La commune de Barbacha ne cesse de sombrer de plus en plus dans l’insécurité et le banditisme et ses habitants, terrorisés, ne savent plus à quel saint se vouer pour demander secours et assistance afin de dissuader des malfrats qui règnent en maîtres dans cette municipalité non sécurisée.
Pour la seule journée de mercredi dernier, pas moins de cinq plaintes ont été déposées contre X auprès de la gendarmerie d’Amizour par les habitants du chef-lieu de Barbacha ayant fait l’objet de vols par effraction perpétrés la veille.
Un gérant de KMS faisant partie des cinq victimes déclare que les voleurs qui se sont introduits dans son local ont dérobé une quantité de matériel dont la valeur est estimée à sept millions de centimes. La razzia de mercredi dernier n’est qu’une escalade parmi d’autres qui font de plus en plus peur, beaucoup plus aux commerçants, d’ailleurs nombreux dans cette région.
Il faut dire que personne n’est épargné par ces voleurs puisque des domiciles, des locaux d’artisans et même des agriculteurs ont été ciblées par ces gangs qui ne sévissent que la nuit pour mieux perpétrer leur sale besogne.

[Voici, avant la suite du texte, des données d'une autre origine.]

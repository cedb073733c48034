use std::time::Duration;

/// Which of the two fixed credentials a cycle uses
#[derive(Debug, Clone, Copy, PartialEq, Eq)]
pub enum Slot {
    Primary,
    Secondary,
}

/// Alternates between two fixed credentials, once per reconnect cycle.
///
/// The two split windows are derived from the configured share but nothing
/// schedules against them; rotation is driven purely by `connect()` calls.
#[derive(Debug, Clone)]
pub struct RotationPolicy {
    primary: String,
    secondary: String,
    use_primary: bool,
    primary_window: Duration,
    secondary_window: Duration,
}

impl RotationPolicy {
    pub fn new(
        primary: impl Into<String>,
        secondary: impl Into<String>,
        primary_share: f64,
        cycle: Duration,
    ) -> Self {
        let share = primary_share.clamp(0.0, 1.0);
        let primary_ms = (cycle.as_millis() as f64 * share).round() as u64;
        let primary_window = Duration::from_millis(primary_ms);

        Self {
            primary: primary.into(),
            secondary: secondary.into(),
            use_primary: true,
            primary_window,
            secondary_window: cycle.saturating_sub(primary_window),
        }
    }

    pub fn slot(&self) -> Slot {
        if self.use_primary {
            Slot::Primary
        } else {
            Slot::Secondary
        }
    }

    /// Credential the next `connect()` will use
    pub fn current(&self) -> &str {
        match self.slot() {
            Slot::Primary => &self.primary,
            Slot::Secondary => &self.secondary,
        }
    }

    /// Only the router's `connect()` may call this
    pub(crate) fn flip(&mut self) {
        self.use_primary = !self.use_primary;
    }

    /// Nominal (primary, secondary) split of one cycle
    pub fn windows(&self) -> (Duration, Duration) {
        (self.primary_window, self.secondary_window)
    }
}
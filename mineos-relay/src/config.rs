use crate::{
    endpoint::{Endpoint, EndpointMode},
    error::{Result, RouterError},
};
use anyhow::Context;
use serde::{Deserialize, Serialize};
use std::{path::Path, time::Duration};

/// Whether a direct relay session may be used instead of the delegate
#[derive(Debug, Clone, Copy, PartialEq, Eq, Serialize, Deserialize, Default)]
#[serde(rename_all = "snake_case")]
pub enum RelayMode {
    /// Always go through the delegate strategy
    Never,

    /// Use a relay when one can be built, fall back to the delegate after repeated failures
    #[default]
    Auto,

    /// Use a relay when one can be built and keep it across failures
    Always,
}

/// Routing controller configuration
#[derive(Debug, Clone, Serialize, Deserialize)]
pub struct RouterConfig {
    /// Destination host
    pub host: String,

    /// Plain-text port
    pub port: u16,

    /// TLS port, only used when built with the `tls` feature
    #[serde(default)]
    pub tls_port: Option<u16>,

    /// Credential used on even reconnect cycles
    pub primary_credential: String,

    /// Credential used on odd reconnect cycles
    pub secondary_credential: String,

    /// Optional password sent with the credential
    #[serde(default)]
    pub password: Option<String>,

    /// Endpoint mode
    #[serde(default)]
    pub mode: EndpointMode,

    /// Relay policy
    #[serde(default)]
    pub relay_mode: RelayMode,

    /// Relay close count that triggers fallback to the delegate
    #[serde(default = "default_close_threshold")]
    pub close_threshold: u32,

    /// Retries handed to the delegate strategy
    #[serde(default = "default_retries")]
    pub retries: u32,

    /// Pause between delegate retries (milliseconds)
    #[serde(default = "default_retry_pause_ms")]
    pub retry_pause_ms: u64,

    /// Fraction of a rotation cycle nominally given to the primary credential
    #[serde(default = "default_primary_share")]
    pub primary_share: f64,

    /// Length of one nominal rotation cycle (milliseconds)
    #[serde(default = "default_cycle_ms")]
    pub cycle_ms: u64,

    /// Driver tick interval (milliseconds)
    #[serde(default = "default_tick_interval_ms")]
    pub tick_interval_ms: u64,
}

impl RouterConfig {
    /// Minimal configuration with defaults for everything optional
    pub fn new(
        host: impl Into<String>,
        port: u16,
        primary_credential: impl Into<String>,
        secondary_credential: impl Into<String>,
    ) -> Self {
        Self {
            host: host.into(),
            port,
            tls_port: None,
            primary_credential: primary_credential.into(),
            secondary_credential: secondary_credential.into(),
            password: None,
            mode: EndpointMode::default(),
            relay_mode: RelayMode::default(),
            close_threshold: default_close_threshold(),
            retries: default_retries(),
            retry_pause_ms: default_retry_pause_ms(),
            primary_share: default_primary_share(),
            cycle_ms: default_cycle_ms(),
            tick_interval_ms: default_tick_interval_ms(),
        }
    }

    /// Parse from a TOML document and validate
    pub fn from_toml_str(s: &str) -> Result<Self> {
        let config: Self = toml::from_str(s)?;
        config.validate()?;
        Ok(config)
    }

    /// Load configuration from file
    pub fn load(path: impl AsRef<Path>) -> anyhow::Result<Self> {
        let path = path.as_ref();
        let content = std::fs::read_to_string(path)
            .with_context(|| format!("Failed to read router config {}", path.display()))?;
        let config = Self::from_toml_str(&content)
            .with_context(|| format!("Invalid router config {}", path.display()))?;
        Ok(config)
    }

    /// Reject configurations the router cannot work with
    pub fn validate(&self) -> Result<()> {
        if self.host.is_empty() {
            return Err(RouterError::InvalidConfiguration("host is empty".to_string()));
        }
        if self.port == 0 {
            return Err(RouterError::InvalidConfiguration("port is zero".to_string()));
        }
        if self.tls_port == Some(0) {
            return Err(RouterError::InvalidConfiguration("tls_port is zero".to_string()));
        }
        if self.primary_credential.is_empty() || self.secondary_credential.is_empty() {
            return Err(RouterError::InvalidConfiguration(
                "credentials must not be empty".to_string(),
            ));
        }
        if !(0.0..=1.0).contains(&self.primary_share) {
            return Err(RouterError::InvalidConfiguration(format!(
                "primary_share {} outside [0, 1]",
                self.primary_share
            )));
        }
        if self.close_threshold == 0 {
            return Err(RouterError::InvalidConfiguration("close_threshold is zero".to_string()));
        }
        Ok(())
    }

    /// Plain endpoint for `credential`
    pub fn endpoint(&self, credential: &str) -> Endpoint {
        self.finish(Endpoint::new(&self.host, self.port, credential, false, self.mode))
    }

    /// TLS endpoint for `credential`, if compiled in and configured
    pub fn tls_endpoint(&self, credential: &str) -> Option<Endpoint> {
        if !cfg!(feature = "tls") {
            return None;
        }
        let port = self.tls_port?;
        Some(self.finish(Endpoint::new(&self.host, port, credential, true, self.mode)))
    }

    pub fn retry_pause(&self) -> Duration {
        Duration::from_millis(self.retry_pause_ms)
    }

    pub fn cycle(&self) -> Duration {
        Duration::from_millis(self.cycle_ms)
    }

    pub fn tick_interval(&self) -> Duration {
        Duration::from_millis(self.tick_interval_ms)
    }

    fn finish(&self, endpoint: Endpoint) -> Endpoint {
        match &self.password {
            Some(password) => endpoint.with_password(password),
            None => endpoint,
        }
    }
}

// Default value functions for serde
fn default_close_threshold() -> u32 { 2 }
fn default_retries() -> u32 { 10 }
fn default_retry_pause_ms() -> u64 { 2000 }
fn default_primary_share() -> f64 { 0.95 }
fn default_cycle_ms() -> u64 { 60 * 60 * 1000 }
fn default_tick_interval_ms() -> u64 { 1000 }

Cette nette recrudescence de vols et l’inquiétante insécurité sont en relation directe avec l’absence de corps de sécurité dans un centre urbain classé chef-lieu de daïra. Depuis le départ de la brigade de gendarmerie de cette localité en 2001, suite aux événements de Kabylie, la région est restée sous la protection du “ciel” puisqu’aucun autre corps n’a été affecté pour prendre la relève.
Pourtant cette daïra fait partir des circonscriptions où il est question d’installer des sûretés de police, mais faute de terrain à bâtir, le projet ne sera pas pour demain. Outre ces actes de vols signalés ça et là à travers les villages de la commune, le chef-lieu est devenu chaque mardi, jour de souk, le théâtre d’embouteillages et de bouchons indescriptibles formés par les véhicules.
Des stationnements anarchiques, les manœuvres dangereuses de certains conducteurs mal intentionnés sont monnaie courante dans une commune laquelle, il faut le dire, ressemble à tout sauf à un chef-lieu.